▶ DESCRIPTION OF THE TASK
Within these entries, how many lines contain the word "samples"? Answer with the number alone.
══════
//! Statuses and the style tables that turn them into pixels.
//!
//! Anchors and connecting lines each carry a status. The built-in statuses are
//! closed enum variants; anything else (an `error` flag after a failed
//! verification, say) is an [`ExtraStatus`] tag that must be registered when
//! the [`StyleTables`] are built. Registration checks that every built-in and
//! every extra status has a style in both tables, so lookups after
//! construction cannot miss.
//!
//! Tables deserialize from JSON: a map from status name (`"not-selected"`,
//! `"selected"`, `"normal"`, `"error"`, ...) to a style object with camelCase
//! keys. Anchor styles accept either nested circles
//! (`{"anchorCircle": {"fillColor": ...}}`) or the flat prefixed keys
//! (`{"anchorCircleFillColor": ...}`). Unknown keys are rejected, so a
//! misspelled style fails to load instead of drawing nothing.

#[cfg(test)]
#[path = "style_test.rs"]
mod style_test;

use std::collections::HashMap;
use std::fmt;

use serde::{Deserialize, Serialize};

use crate::consts::{SHADOW_NONE_COLOR, STATUS_NORMAL, STATUS_NOT_SELECTED, STATUS_SELECTED};

/// Error returned when style tables fail validation.
#[derive(Debug, Clone, PartialEq, Eq, thiserror::Error)]
pub enum StyleError {
    /// An extra status reuses a built-in status name.
    #[error("extra status `{0}` collides with a built-in status")]
    ReservedStatus(String),
    /// The same extra status was registered twice.
    #[error("extra status `{0}` registered more than once")]
    DuplicateStatus(String),
    /// No anchor style is defined for a required status.
    #[error("no anchor style defined for status `{0}`")]
    MissingAnchorStyle(String),
    /// No line style is defined for a required status.
    #[error("no line style defined for status `{0}`")]
    MissingLineStyle(String),
}

/// A caller-declared status tag, registered with [`StyleTables::new`].
#[derive(Debug, Clone, PartialEq, Eq, Hash)]
pub struct ExtraStatus(String);

impl ExtraStatus {
    pub(crate) fn new(tag: impl Into<String>) -> Self {
        Self(tag.into())
    }

    #[must_use]
    pub fn as_str(&self) -> &str {
        &self.0
    }
}

impl fmt::Display for ExtraStatus {
    fn fmt(&self, f: &mut fmt::Formatter<'_>) -> fmt::Result {
        f.write_str(&self.0)
    }
}

/// Status of a single anchor.
#[derive(Debug, Clone, PartialEq, Eq, Default)]
pub enum AnchorStatus {
    #[default]
    NotSelected,
    Selected,
    Extra(ExtraStatus),
}

impl AnchorStatus {
    /// The style-table key for this status.
    #[must_use]
    pub fn key(&self) -> &str {
        match self {
            Self::NotSelected => STATUS_NOT_SELECTED,
            Self::Selected => STATUS_SELECTED,
            Self::Extra(tag) => tag.as_str(),
        }
    }
}

/// Status shared by every connecting line and arrow.
#[derive(Debug, Clone, PartialEq, Eq, Default)]
pub enum LineStatus {
    #[default]
    Normal,
    Extra(ExtraStatus),
}

impl LineStatus {
    /// The style-table key for this status.
    #[must_use]
    pub fn key(&self) -> &str {
        match self {
            Self::Normal => STATUS_NORMAL,
            Self::Extra(tag) => tag.as_str(),
        }
    }
}

/// Whether `tag` names one of the built-in anchor or line statuses.
#[must_use]
pub fn is_builtin_status(tag: &str) -> bool {
    matches!(tag, STATUS_NOT_SELECTED | STATUS_SELECTED | STATUS_NORMAL)
}

/// Drop shadow applied to a single circle's draw calls.
#[derive(Debug, Clone, PartialEq)]
pub struct Shadow {
    pub color: String,
    pub blur: f64,
    pub offset_x: f64,
    pub offset_y: f64,
}

impl Shadow {
    /// The reset value: transparent, no blur, no offset.
    #[must_use]
    pub fn none() -> Self {
        Self { color: SHADOW_NONE_COLOR.to_owned(), blur: 0.0, offset_x: 0.0, offset_y: 0.0 }
    }
}

/// Border, fill and shadow for one of an anchor's two circles.
///
/// Every field is optional. A border needs both a non-zero width and a color;
/// a fill needs a color. With neither, the circle is not drawn at all.
#[derive(Debug, Clone, Default, PartialEq, Serialize, Deserialize)]
#[serde(rename_all = "camelCase", deny_unknown_fields)]
pub struct CircleStyle {
    #[serde(default, skip_serializing_if = "Option::is_none")]
    pub border_width: Option<f64>,
    #[serde(default, skip_serializing_if = "Option::is_none")]
    pub border_color: Option<String>,
    #[serde(default, skip_serializing_if = "Option::is_none")]
    pub fill_color: Option<String>,
    #[serde(default, skip_serializing_if = "Option::is_none")]
    pub shadow_color: Option<String>,
    #[serde(default, skip_serializing_if = "Option::is_none")]
    pub shadow_blur: Option<f64>,
    #[serde(default, skip_serializing_if = "Option::is_none")]
    pub shadow_offset_x: Option<f64>,
    #[serde(default, skip_serializing_if = "Option::is_none")]
    pub shadow_offset_y: Option<f64>,
}

impl CircleStyle {
    /// Border width and color, when both are usable.
    #[must_use]
    pub fn border(&self) -> Option<(f64, &str)> {
        match (self.border_width, self.border_color.as_deref()) {
            (Some(width), Some(color)) if width.abs() > 0.0 && !color.is_empty() => Some((width, color)),
            _ => None,
        }
    }

    /// Fill color, when present and non-empty.
    #[must_use]
    pub fn fill(&self) -> Option<&str> {
        self.fill_color.as_deref().filter(|c| !c.is_empty())
    }

    /// Border width used to inset the stroke and fill radii (0 when absent).
    #[must_use]
    pub fn inset(&self) -> f64 {
        self.border_width.unwrap_or(0.0)
    }

    /// Shadow for this circle, with absent fields taken from [`Shadow::none`].
    #[must_use]
    pub fn shadow(&self) -> Shadow {
        let none = Shadow::none();
        Shadow {
            color: self.shadow_color.clone().unwrap_or(none.color),
            blur: self.shadow_blur.unwrap_or(none.blur),
            offset_x: self.shadow_offset_x.unwrap_or(none.offset_x),
            offset_y: self.shadow_offset_y.unwrap_or(none.offset_y),
        }
    }

    /// Field-wise merge: present fields of `self`, the rest from `base`.
    #[must_use]
    pub fn or(self, base: Self) -> Self {
        Self {
            border_width: self.border_width.or(base.border_width),
            border_color: self.border_color.or(base.border_color),
            fill_color: self.fill_color.or(base.fill_color),
            shadow_color: self.shadow_color.or(base.shadow_color),
            shadow_blur: self.shadow_blur.or(base.shadow_blur),
            shadow_offset_x: self.shadow_offset_x.or(base.shadow_offset_x),
            shadow_offset_y: self.shadow_offset_y.or(base.shadow_offset_y),
        }
    }

    /// Whether this circle produces any draw call.
    #[must_use]
    pub fn is_visible(&self) -> bool {
        self.border().is_some() || self.fill().is_some()
    }
}

/// Visual style of an anchor in one status.
#[derive(Debug, Clone, Default, PartialEq, Serialize, Deserialize)]
#[serde(rename_all = "camelCase", from = "AnchorStyleWire")]
pub struct AnchorStyle {
    /// The outer circle, sized by the anchor's `anchorCircleRadius`.
    pub anchor_circle: CircleStyle,
    /// The inner circle, sized by the anchor's `centerCircleRadius`.
    pub center_circle: CircleStyle,
}

/// Accepted JSON for [`AnchorStyle`]: nested circles, flat prefixed keys, or
/// both. A flat key wins over the same nested field.
#[derive(Deserialize)]
#[serde(rename_all = "camelCase", deny_unknown_fields)]
struct AnchorStyleWire {
    #[serde(default)]
    anchor_circle: Option<CircleStyle>,
    #[serde(default)]
    center_circle: Option<CircleStyle>,

    #[serde(default)]
    anchor_circle_border_width: Option<f64>,
    #[serde(default)]
    anchor_circle_border_color: Option<String>,
    #[serde(default)]
    anchor_circle_fill_color: Option<String>,
    #[serde(default)]
    anchor_circle_shadow_color: Option<String>,
    #[serde(default)]
    anchor_circle_shadow_blur: Option<f64>,
    #[serde(default)]
    anchor_circle_shadow_offset_x: Option<f64>,
    #[serde(default)]
    anchor_circle_shadow_offset_y: Option<f64>,

    #[serde(default)]
    center_circle_border_width: Option<f64>,
    #[serde(default)]
    center_circle_border_color: Option<String>,
    #[serde(default)]
    center_circle_fill_color: Option<String>,
    #[serde(default)]
    center_circle_shadow_color: Option<String>,
    #[serde(default)]
    center_circle_shadow_blur: Option<f64>,
    #[serde(default)]
    center_circle_shadow_offset_x: Option<f64>,
    #[serde(default)]
    center_circle_shadow_offset_y: Option<f64>,
}

impl From<AnchorStyleWire> for AnchorStyle {
    fn from(w: AnchorStyleWire) -> Self {
        let outer = CircleStyle {
            border_width: w.anchor_circle_border_width,
            border_color: w.anchor_circle_border_color,
            fill_color: w.anchor_circle_fill_color,
            shadow_color: w.anchor_circle_shadow_color,
            shadow_blur: w.anchor_circle_shadow_blur,
            shadow_offset_x: w.anchor_circle_shadow_offset_x,
            shadow_offset_y: w.anchor_circle_shadow_offset_y,
        };
        let center = CircleStyle {
            border_width: w.center_circle_border_width,
            border_color: w.center_circle_border_color,
            fill_color: w.center_circle_fill_color,
            shadow_color: w.center_circle_shadow_color,
            shadow_blur: w.center_circle_shadow_blur,
            shadow_offset_x: w.center_circle_shadow_offset_x,
            shadow_offset_y: w.center_circle_shadow_offset_y,
        };
        Self {
            anchor_circle: outer.or(w.anchor_circle.unwrap_or_default()),
            center_circle: center.or(w.center_circle.unwrap_or_default()),
        }
    }
}

/// Visual style of connecting lines and arrows in one status.
#[derive(Debug, Clone, PartialEq, Serialize, Deserialize)]
#[serde(rename_all = "camelCase", deny_unknown_fields)]
pub struct LineStyle {
    pub line_color: String,
    pub line_width: f64,
}

/// Read-only style resolution handed to anchors and the frame composer.
pub trait StyleLookup {
    fn anchor_style(&self, status: &AnchorStatus) -> Option<&AnchorStyle>;
    fn line_style(&self, status: &LineStatus) -> Option<&LineStyle>;
}

/// Validated anchor and line style tables plus the registered extra statuses.
#[derive(Debug, Clone)]
pub struct StyleTables {
    anchor: HashMap<String, AnchorStyle>,
    line: HashMap<String, LineStyle>,
    extras: Vec<ExtraStatus>,
}

impl StyleTables {
    /// Build tables, registering `extra_statuses` as the permitted extension tags.
    ///
    /// # Errors
    ///
    /// Returns [`StyleError`] when an extra status reuses a built-in name or is
    /// listed twice, or when either table lacks an entry for a built-in status
    /// (`not-selected` and `selected` for anchors, `normal` for lines) or for
    /// any registered extra status.
    pub fn new<I, T>(
        anchor: HashMap<String, AnchorStyle>,
        line: HashMap<String, LineStyle>,
        extra_statuses: I,
    ) -> Result<Self, StyleError>
    where
        I: IntoIterator<Item = T>,
        T: Into<String>,
    {
        let mut extras: Vec<ExtraStatus> = Vec::new();
        for tag in extra_statuses {
            let tag = tag.into();
            if is_builtin_status(&tag) {
                return Err(StyleError::ReservedStatus(tag));
            }
            if extras.iter().any(|e| e.as_str() == tag) {
                return Err(StyleError::DuplicateStatus(tag));
            }
            extras.push(ExtraStatus::new(tag));
        }

        for key in [STATUS_NOT_SELECTED, STATUS_SELECTED] {
            if !anchor.contains_key(key) {
                return Err(StyleError::MissingAnchorStyle(key.to_owned()));
            }
        }
        if !line.contains_key(STATUS_NORMAL) {
            return Err(StyleError::MissingLineStyle(STATUS_NORMAL.to_owned()));
        }
        for extra in &extras {
            if !anchor.contains_key(extra.as_str()) {
                return Err(StyleError::MissingAnchorStyle(extra.to_string()));
            }
            if !line.contains_key(extra.as_str()) {
                return Err(StyleError::MissingLineStyle(extra.to_string()));
            }
        }

        Ok(Self { anchor, line, extras })
    }

    /// The registered extra status named `tag`, if any.
    #[must_use]
    pub fn extra(&self, tag: &str) -> Option<&ExtraStatus> {
        self.extras.iter().find(|e| e.as_str() == tag)
    }

    /// All registered extra statuses in registration order.
    #[must_use]
    pub fn extra_statuses(&self) -> &[ExtraStatus] {
        &self.extras
    }

    /// Whether an anchor style exists under `tag`.
    #[must_use]
    pub fn has_anchor_style(&self, tag: &str) -> bool {
        self.anchor.contains_key(tag)
    }

    /// Whether a line style exists under `tag`.
    #[must_use]
    pub fn has_line_style(&self, tag: &str) -> bool {
        self.line.contains_key(tag)
    }
}

impl StyleLookup for StyleTables {
    fn anchor_style(&self, status: &AnchorStatus) -> Option<&AnchorStyle> {
        self.anchor.get(status.key())
    }

    fn line_style(&self, status: &LineStatus) -> Option<&LineStyle> {
        self.line.get(status.key())
    }
}
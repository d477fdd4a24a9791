//! Spectrum analyser feeding the voice activity decision.
//!
//! Mirrors the behavior of a Web-Audio analyser node: a windowed
//! 2048-point FFT over the most recent capture samples, time-smoothed
//! magnitudes, and frequency bins scaled to bytes over a fixed decibel
//! range. The VAD energy measure is the RMS of those byte bins normalized
//! by the maximum bin value.

use rustfft::num_complex::Complex;
use rustfft::{Fft, FftPlanner};
use std::collections::VecDeque;
use std::sync::Arc;

/// Decibel value mapped to bin value 0.
const MIN_DECIBELS: f32 = -100.0;

/// Decibel value mapped to bin value 255.
const MAX_DECIBELS: f32 = -30.0;

/// Windowed FFT analyser with time-smoothed byte frequency bins.
pub struct SpectrumAnalyser {
    fft: Arc<dyn Fft<f32>>,
    fft_size: usize,
    smoothing: f32,
    window: Vec<f32>,
    /// Most recent `fft_size` input samples, oldest first.
    recent: VecDeque<f32>,
    /// Smoothed magnitude spectrum from previous reads.
    smoothed: Vec<f32>,
}

impl SpectrumAnalyser {
    pub fn new(fft_size: usize, smoothing: f32) -> Self {
        let fft = FftPlanner::<f32>::new().plan_fft_forward(fft_size);
        Self {
            fft,
            fft_size,
            smoothing,
            window: blackman_window(fft_size),
            recent: VecDeque::with_capacity(fft_size),
            smoothed: vec![0.0; fft_size / 2],
        }
    }

    /// Number of frequency bins produced per read.
    pub fn bin_count(&self) -> usize {
        self.fft_size / 2
    }

    /// Feed capture samples into the rolling analysis window.
    pub fn push(&mut self, samples: &[i16]) {
        for &s in samples {
            if self.recent.len() == self.fft_size {
                self.recent.pop_front();
            }
            self.recent.push_back(f32::from(s) / 32768.0);
        }
    }

    /// Compute the current byte frequency-bin array.
    ///
    /// Missing samples (before the window has filled) are treated as
    /// silence, matching an analyser read right after stream start.
    pub fn byte_frequency_data(&mut self) -> Vec<u8> {
        let mut buffer: Vec<Complex<f32>> = Vec::with_capacity(self.fft_size);
        let pad = self.fft_size - self.recent.len();
        buffer.extend(std::iter::repeat(Complex::new(0.0, 0.0)).take(pad));
        for (i, &s) in self.recent.iter().enumerate() {
            buffer.push(Complex::new(s * self.window[pad + i], 0.0));
        }

        self.fft.process(&mut buffer);

        let tau = self.smoothing;
        let scale = 1.0 / self.fft_size as f32;
        buffer
            .iter()
            .take(self.bin_count())
            .zip(self.smoothed.iter_mut())
            .map(|(bin, prev)| {
                let magnitude = bin.norm() * scale;
                *prev = tau * *prev + (1.0 - tau) * magnitude;
                byte_from_magnitude(*prev)
            })
            .collect()
    }
}

/// RMS over byte frequency bins, normalized by the maximum bin value.
/// Always in [0, 1].
pub fn normalized_rms(bins: &[u8]) -> f32 {
    if bins.is_empty() {
        return 0.0;
    }
    let sum: f64 = bins.iter().map(|&b| f64::from(b) * f64::from(b)).sum();
    ((sum / bins.len() as f64).sqrt() / 255.0) as f32
}

fn byte_from_magnitude(magnitude: f32) -> u8 {
    if magnitude <= 0.0 {
        return 0;
    }
    let db = 20.0 * magnitude.log10();
    let scaled = 255.0 * (db - MIN_DECIBELS) / (MAX_DECIBELS - MIN_DECIBELS);
    scaled.clamp(0.0, 255.0) as u8
}

fn blackman_window(len: usize) -> Vec<f32> {
    let n = len as f32;
    (0..len)
        .map(|i| {
            let x = i as f32 / n;
            0.42 - 0.5 * (2.0 * std::f32::consts::PI * x).cos()
                + 0.08 * (4.0 * std::f32::consts::PI * x).cos()
        })
        .collect()
}

#[cfg(test)]
mod tests {
    use super::*;

    fn sine(freq_hz: f32, rate: f32, amplitude: f32, len: usize) -> Vec<i16> {
        (0..len)
            .map(|i| {
                let t = i as f32 / rate;
                (amplitude * (2.0 * std::f32::consts::PI * freq_hz * t).sin() * 32767.0) as i16
            })
            .collect()
    }

    #[test]
    fn silence_has_zero_energy() {
        let mut analyser = SpectrumAnalyser::new(2048, 0.8);
        analyser.push(&vec![0i16; 4096]);
        let bins = analyser.byte_frequency_data();
        assert!(bins.iter().all(|&b| b == 0));
        assert_eq!(normalized_rms(&bins), 0.0);
    }

    #[test]
    fn loud_tone_exceeds_threshold() {
        let mut analyser = SpectrumAnalyser::new(2048, 0.8);
        analyser.push(&sine(440.0, 16_000.0, 0.5, 2048));
        let bins = analyser.byte_frequency_data();
        assert!(normalized_rms(&bins) > 0.01);
    }

    #[test]
    fn normalized_rms_bounds() {
        assert_eq!(normalized_rms(&[]), 0.0);
        assert_eq!(normalized_rms(&[255; 1024]), 1.0);
        let mixed: Vec<u8> = (0..=255).collect();
        let rms = normalized_rms(&mixed);
        assert!(rms > 0.0 && rms < 1.0);
    }

    #[test]
    fn threshold_boundary() {
        // All bins at 3 → rms 3/255 ≈ 0.0118, just above the 0.01 default.
        assert!(normalized_rms(&[3; 1024]) > 0.01);
        // All bins at 2 → rms 2/255 ≈ 0.0078, below it.
        assert!(normalized_rms(&[2; 1024]) < 0.01);
    }

    #[test]
    fn partial_window_is_padded() {
        let mut analyser = SpectrumAnalyser::new(2048, 0.8);
        analyser.push(&sine(440.0, 16_000.0, 0.5, 200));
        // Must not panic and must still produce a full bin array.
        let bins = analyser.byte_frequency_data();
        assert_eq!(bins.len(), 1024);
    }

    #[test]
    fn smoothing_decays_after_signal_stops() {
        let mut analyser = SpectrumAnalyser::new(2048, 0.8);
        analyser.push(&sine(440.0, 16_000.0, 0.8, 2048));
        let loud = normalized_rms(&analyser.byte_frequency_data());

        analyser.push(&vec![0i16; 2048]);
        let first_quiet = normalized_rms(&analyser.byte_frequency_data());
        for _ in 0..40 {
            analyser.push(&vec![0i16; 2048]);
            analyser.byte_frequency_data();
        }
        let settled = normalized_rms(&analyser.byte_frequency_data());

        assert!(loud > 0.01);
        assert!(first_quiet <= loud);
        assert!(settled < first_quiet);
    }
}
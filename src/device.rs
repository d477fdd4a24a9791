//! PulseAudio device streams.
//!
//! Capture and playback both use the blocking simple API on dedicated OS
//! threads, bridged to the async session over channels. Each stream is an
//! owned value with one teardown path: dropping a [`MicStream`] raises its
//! shutdown flag and the worker thread exits on its next read; playback is
//! interrupted through an explicit stop flag.
//!
//! Echo cancellation and noise suppression are provided by the PulseAudio
//! filter stack when available; the streams here request plain 16-bit mono
//! at the configured rate.

use libpulse_binding::sample::{Format, Spec};
use libpulse_binding::stream::Direction;
use libpulse_simple_binding::Simple;
use std::sync::atomic::{AtomicBool, Ordering};
use std::sync::Arc;
use tokio::sync::mpsc;
use tracing::{debug, error};

use crate::codec::{bytes_to_pcm, pcm_to_bytes, PcmBuffer};

/// Error type for device access and I/O.
#[derive(Debug, thiserror::Error)]
pub enum DeviceError {
    #[error("microphone unavailable: {0}")]
    CaptureUnavailable(String),

    #[error("audio output unavailable: {0}")]
    PlaybackUnavailable(String),

    #[error("playback write failed: {0}")]
    Write(String),
}

/// How a playback run ended.
#[derive(Debug, Clone, Copy, PartialEq, Eq)]
pub enum PlaybackOutcome {
    Completed,
    Interrupted,
}

/// An open microphone capture stream.
///
/// A worker thread reads 100 ms frames from the device and pushes them over
/// a bounded channel. Dropping the stream releases the device.
pub struct MicStream {
    rx: mpsc::Receiver<Vec<i16>>,
    shutdown: Arc<AtomicBool>,
    sample_rate: u32,
}

impl MicStream {
    /// Open the default capture device at the given rate, mono S16LE.
    pub fn open(app_name: &str, sample_rate: u32) -> Result<Self, DeviceError> {
        let (frame_tx, frame_rx) = mpsc::channel(32);
        let (ready_tx, ready_rx) = std::sync::mpsc::channel();
        let shutdown = Arc::new(AtomicBool::new(false));
        let worker_shutdown = Arc::clone(&shutdown);
        let app = app_name.to_string();

        std::thread::spawn(move || {
            capture_worker(&app, sample_rate, frame_tx, ready_tx, worker_shutdown);
        });

        match ready_rx.recv() {
            Ok(Ok(())) => Ok(Self {
                rx: frame_rx,
                shutdown,
                sample_rate,
            }),
            Ok(Err(e)) => Err(e),
            Err(_) => Err(DeviceError::CaptureUnavailable(
                "capture thread exited before opening".to_string(),
            )),
        }
    }

    /// Await the next 100 ms capture frame. `None` once the device stream
    /// has ended.
    pub async fn next_frame(&mut self) -> Option<Vec<i16>> {
        self.rx.recv().await
    }

    /// Take one pending frame without waiting.
    pub fn try_frame(&mut self) -> Option<Vec<i16>> {
        self.rx.try_recv().ok()
    }

    pub fn sample_rate(&self) -> u32 {
        self.sample_rate
    }

    /// Build a stream from a raw frame channel. Used by tests to stand in
    /// for a real device.
    #[cfg(test)]
    pub(crate) fn from_channel(rx: mpsc::Receiver<Vec<i16>>, sample_rate: u32) -> Self {
        Self {
            rx,
            shutdown: Arc::new(AtomicBool::new(false)),
            sample_rate,
        }
    }
}

impl Drop for MicStream {
    fn drop(&mut self) {
        self.shutdown.store(true, Ordering::Relaxed);
    }
}

fn capture_worker(
    app_name: &str,
    sample_rate: u32,
    tx: mpsc::Sender<Vec<i16>>,
    ready: std::sync::mpsc::Sender<Result<(), DeviceError>>,
    shutdown: Arc<AtomicBool>,
) {
    let spec = Spec {
        format: Format::S16le,
        channels: 1,
        rate: sample_rate,
    };

    let simple = match Simple::new(
        None, // default server
        app_name,
        Direction::Record,
        None, // default device
        "capture",
        &spec,
        None, // default channel map
        None, // default buffering
    ) {
        Ok(simple) => {
            let _ = ready.send(Ok(()));
            simple
        }
        Err(e) => {
            let _ = ready.send(Err(DeviceError::CaptureUnavailable(format!("{e}"))));
            return;
        }
    };

    // 100 ms of S16LE mono per read.
    let mut buffer = vec![0u8; (sample_rate / 10) as usize * 2];
    loop {
        if shutdown.load(Ordering::Relaxed) {
            break;
        }
        if let Err(e) = simple.read(&mut buffer) {
            error!("capture read failed: {e}");
            break;
        }
        if tx.blocking_send(bytes_to_pcm(&buffer)).is_err() {
            // Receiver dropped, stream torn down.
            break;
        }
    }
    debug!("capture thread stopped");
}

/// Play a PCM buffer through the default output device, blocking until it
/// finishes or `stop` is raised.
///
/// Audio is written in 100 ms slices so an interruption takes effect
/// promptly; on interruption the sink buffer is flushed rather than
/// drained.
pub fn play_blocking(
    app_name: &str,
    pcm: &PcmBuffer,
    stop: &AtomicBool,
) -> Result<PlaybackOutcome, DeviceError> {
    let spec = Spec {
        format: Format::S16le,
        channels: 1,
        rate: pcm.sample_rate,
    };

    let simple = Simple::new(
        None,
        app_name,
        Direction::Playback,
        None,
        "playback",
        &spec,
        None,
        None,
    )
    .map_err(|e| DeviceError::PlaybackUnavailable(format!("{e}")))?;

    let slice = (pcm.sample_rate / 10).max(1) as usize;
    for chunk in pcm.samples.chunks(slice) {
        if stop.load(Ordering::Relaxed) {
            let _ = simple.flush();
            return Ok(PlaybackOutcome::Interrupted);
        }
        simple
            .write(&pcm_to_bytes(chunk))
            .map_err(|e| DeviceError::Write(format!("{e}")))?;
    }

    if stop.load(Ordering::Relaxed) {
        let _ = simple.flush();
        return Ok(PlaybackOutcome::Interrupted);
    }

    simple
        .drain()
        .map_err(|e| DeviceError::Write(format!("{e}")))?;
    Ok(PlaybackOutcome::Completed)
}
══════
▶ YOUR RESPONSE
7